While VAEs are primarily designed as generative models for learning latent representations and generating new data, they also have broader applications beyond generation — such as anomaly detection and recommendation systems.

1. Companies in the gaming or movie production industries can use VAEs to generate realistic character designs or environments: The input includes a set of images or, potentially, multi-modal data like images combined with text descriptions. This process enables the VAE to generate new, unseen designs by sampling from the learned latent space.

2. VAEs are widely used for representation learning: By learning a latent space, VAEs compress complex high-dimensional data into lower-dimensional representations, which can be used for visualization, clustering, or as features for downstream tasks. Variants such as β-VAE are often applied to learn disentangled representations, where different latent dimensions capture independent generative factors of the data.

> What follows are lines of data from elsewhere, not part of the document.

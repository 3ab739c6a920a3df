//! Ingress and admin HTTP surface of the notification relay.

pub mod middleware;
pub mod routes;
pub mod state;
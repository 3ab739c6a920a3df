pub mod health;
pub mod notifications;

use axum::Router;
use tower_http::limit::RequestBodyLimitLayer;

use crate::state::AppState;

/// Request bodies above this size are rejected with 413 before parsing.
const MAX_REQUEST_BYTES: usize = 512 * 1024;

/// Build the complete API router with all routes.
pub fn create_router(state: AppState) -> Router {
    Router::new()
        .merge(health::router())
        .merge(notifications::router())
        .layer(RequestBodyLimitLayer::new(MAX_REQUEST_BYTES))
        .with_state(state)
}
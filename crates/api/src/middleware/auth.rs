//! Producer authentication.
//!
//! Producers identify themselves with an `X-API-Key` header that must match
//! one of the keys configured in `INGRESS_API_KEYS`. With no keys configured
//! the check is disabled.

use axum::extract::FromRequestParts;
use axum::http::request::Parts;

use relay_common::error::AppError;

use crate::state::AppState;

pub const API_KEY_HEADER: &str = "x-api-key";

/// Authenticated producer.
///
/// Use as an Axum extractor on protected routes. `key` is `None` when
/// authentication is disabled.
#[derive(Debug, Clone)]
pub struct ApiKey {
    pub key: Option<String>,
}

impl FromRequestParts<AppState> for ApiKey {
    type Rejection = AppError;

    async fn from_request_parts(parts: &mut Parts, state: &AppState) -> Result<Self, Self::Rejection> {
        let allowed = &state.config.ingress_api_keys;
        if allowed.is_empty() {
            return Ok(ApiKey { key: None });
        }

        let presented = parts
            .headers
            .get(API_KEY_HEADER)
            .and_then(|v| v.to_str().ok())
            .map(str::trim)
            .ok_or_else(|| AppError::Auth("Missing X-API-Key header".to_string()))?;

        if allowed.iter().any(|key| key == presented) {
            Ok(ApiKey {
                key: Some(presented.to_string()),
            })
        } else {
            Err(AppError::Auth("Invalid API key".to_string()))
        }
    }
}
use sqlx::PgPool;
use sqlx::postgres::PgPoolOptions;

/// Create a PostgreSQL connection pool.
///
/// `max_connections` controls the maximum number of connections in the pool.
/// Pass `AppConfig::db_max_connections` for the user-configured value (default 20).
pub async fn create_pool(database_url: &str, max_connections: u32) -> anyhow::Result<PgPool> {
    let pool = PgPoolOptions::new()
        .max_connections(max_connections)
        .acquire_timeout(std::time::Duration::from_secs(5))
        .connect(database_url)
        .await?;

    tracing::info!(max_connections, "Connected to PostgreSQL");
    Ok(pool)
}

/// Apply the workspace migrations (`migrations/` at the repository root).
pub async fn run_migrations(pool: &PgPool) -> anyhow::Result<()> {
    sqlx::migrate!("../../migrations").run(pool).await?;
    tracing::info!("Database migrations applied");
    Ok(())
}
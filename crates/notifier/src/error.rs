use thiserror::Error;

/// Errors raised while constructing a sink. Send failures are not errors;
/// they are reported as a [`DeliveryOutcome`](relay_common::types::DeliveryOutcome).
#[derive(Debug, Error)]
pub enum SinkError {
    #[error("Unknown sink provider '{0}' (expected sendgrid, webhook or log)")]
    UnknownProvider(String),

    #[error("Sink provider '{provider}' requires {setting}")]
    MissingSetting {
        provider: &'static str,
        setting: &'static str,
    },

    #[error("HTTP client error: {0}")]
    Client(#[from] reqwest::Error),
}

3. VAEs are applied to detect anomalies in medical images: The VAE is trained only on normal images, learning the latent distribution and reconstruction behavior for non-anomalous data. In the inference phase, a test image (which could contain anomalies) is passed through the VAE. If the test image contains an anomaly, the reconstruction will likely have a higher reconstruction error.

4. E-commerce platforms use VAEs to create personalized product recommendations: Each user’s interactions are represented as a binary vector (the row of matrix), where 1 indicates interaction (e.g., viewed, purchased) and 0 indicates no interaction. In the training phase, a user-product interaction matrix is the input, and the decoder tries to reconstruct it. In the inference phase, the interaction vector of a new user is the input, and the decoder generates a vector which is the likelihood of interaction with each product. Product with high probability is recommended. Notice that the same set of products should be used for train and test, so this approach might be a subject of cold start.